● **PROBLEM DESCRIPTION**
Your task is to copy each line of the material that includes "Display".

::::::::::

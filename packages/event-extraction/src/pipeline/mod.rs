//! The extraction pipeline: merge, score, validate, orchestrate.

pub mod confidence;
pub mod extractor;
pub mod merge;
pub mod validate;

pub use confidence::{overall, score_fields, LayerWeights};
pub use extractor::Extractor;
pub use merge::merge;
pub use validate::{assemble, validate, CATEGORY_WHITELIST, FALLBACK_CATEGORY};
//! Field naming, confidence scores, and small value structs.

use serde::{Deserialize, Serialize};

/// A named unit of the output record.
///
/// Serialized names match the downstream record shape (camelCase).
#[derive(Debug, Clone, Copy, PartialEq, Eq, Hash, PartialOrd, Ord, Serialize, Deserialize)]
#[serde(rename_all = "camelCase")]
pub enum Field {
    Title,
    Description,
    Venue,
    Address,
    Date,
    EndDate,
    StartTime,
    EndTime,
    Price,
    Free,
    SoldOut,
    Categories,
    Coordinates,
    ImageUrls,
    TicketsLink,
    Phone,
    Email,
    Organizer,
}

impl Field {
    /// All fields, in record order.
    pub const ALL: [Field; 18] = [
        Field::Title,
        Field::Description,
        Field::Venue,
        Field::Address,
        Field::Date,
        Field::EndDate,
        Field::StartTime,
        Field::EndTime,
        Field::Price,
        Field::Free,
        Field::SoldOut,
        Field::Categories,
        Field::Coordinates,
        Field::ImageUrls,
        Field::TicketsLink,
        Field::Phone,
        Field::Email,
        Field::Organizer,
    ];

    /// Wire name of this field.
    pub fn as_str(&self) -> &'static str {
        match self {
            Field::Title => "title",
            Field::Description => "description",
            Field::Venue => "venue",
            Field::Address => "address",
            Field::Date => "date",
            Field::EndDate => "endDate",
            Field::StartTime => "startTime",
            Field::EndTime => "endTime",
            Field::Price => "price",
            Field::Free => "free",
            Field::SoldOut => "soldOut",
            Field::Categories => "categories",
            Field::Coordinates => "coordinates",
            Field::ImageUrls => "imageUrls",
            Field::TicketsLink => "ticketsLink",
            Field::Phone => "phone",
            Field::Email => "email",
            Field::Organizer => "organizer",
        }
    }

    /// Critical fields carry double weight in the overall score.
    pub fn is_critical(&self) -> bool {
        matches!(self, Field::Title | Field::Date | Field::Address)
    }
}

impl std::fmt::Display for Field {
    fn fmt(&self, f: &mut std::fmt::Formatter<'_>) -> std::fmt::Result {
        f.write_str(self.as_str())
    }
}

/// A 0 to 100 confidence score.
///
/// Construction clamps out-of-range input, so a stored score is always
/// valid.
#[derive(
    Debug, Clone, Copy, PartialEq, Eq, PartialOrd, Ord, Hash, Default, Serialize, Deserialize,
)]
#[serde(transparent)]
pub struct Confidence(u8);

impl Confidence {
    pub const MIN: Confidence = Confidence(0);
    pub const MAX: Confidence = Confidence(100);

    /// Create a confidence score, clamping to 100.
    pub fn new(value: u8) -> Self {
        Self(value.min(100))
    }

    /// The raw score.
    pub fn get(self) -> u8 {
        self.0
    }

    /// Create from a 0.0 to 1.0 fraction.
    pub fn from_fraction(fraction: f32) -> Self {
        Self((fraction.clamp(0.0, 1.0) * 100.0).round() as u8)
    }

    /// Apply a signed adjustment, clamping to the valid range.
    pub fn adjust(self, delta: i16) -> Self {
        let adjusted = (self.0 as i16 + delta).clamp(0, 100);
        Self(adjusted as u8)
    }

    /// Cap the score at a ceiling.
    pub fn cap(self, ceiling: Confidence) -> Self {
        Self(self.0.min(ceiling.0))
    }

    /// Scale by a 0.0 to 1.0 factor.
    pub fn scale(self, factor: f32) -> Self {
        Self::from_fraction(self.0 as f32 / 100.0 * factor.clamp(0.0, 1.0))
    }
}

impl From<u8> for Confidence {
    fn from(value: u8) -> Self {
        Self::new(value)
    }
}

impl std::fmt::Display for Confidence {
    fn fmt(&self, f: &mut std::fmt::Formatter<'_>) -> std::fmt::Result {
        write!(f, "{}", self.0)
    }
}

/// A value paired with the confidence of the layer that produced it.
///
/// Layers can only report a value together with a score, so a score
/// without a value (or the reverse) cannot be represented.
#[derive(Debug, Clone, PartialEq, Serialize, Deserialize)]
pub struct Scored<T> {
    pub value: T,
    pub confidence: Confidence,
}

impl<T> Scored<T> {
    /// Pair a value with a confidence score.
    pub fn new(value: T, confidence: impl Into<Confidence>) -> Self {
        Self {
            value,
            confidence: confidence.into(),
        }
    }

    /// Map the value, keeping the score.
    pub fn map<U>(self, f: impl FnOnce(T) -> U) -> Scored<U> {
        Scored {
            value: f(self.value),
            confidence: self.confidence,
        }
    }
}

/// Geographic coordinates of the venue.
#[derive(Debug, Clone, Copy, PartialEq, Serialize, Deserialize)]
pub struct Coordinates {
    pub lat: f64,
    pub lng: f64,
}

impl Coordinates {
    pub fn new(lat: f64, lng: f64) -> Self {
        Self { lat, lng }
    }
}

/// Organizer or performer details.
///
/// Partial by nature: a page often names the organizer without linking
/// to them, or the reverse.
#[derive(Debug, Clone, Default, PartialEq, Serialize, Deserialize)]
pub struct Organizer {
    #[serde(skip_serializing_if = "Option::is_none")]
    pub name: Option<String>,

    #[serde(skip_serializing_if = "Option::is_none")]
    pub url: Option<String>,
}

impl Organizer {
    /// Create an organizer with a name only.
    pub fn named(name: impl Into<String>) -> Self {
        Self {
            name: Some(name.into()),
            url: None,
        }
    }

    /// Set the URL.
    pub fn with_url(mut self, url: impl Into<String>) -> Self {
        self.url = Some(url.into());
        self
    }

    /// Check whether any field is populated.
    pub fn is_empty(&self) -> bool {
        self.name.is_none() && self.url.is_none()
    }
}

::::::::::

● **REPLY**
impl std::fmt::Display for Field {
impl std::fmt::Display for Confidence {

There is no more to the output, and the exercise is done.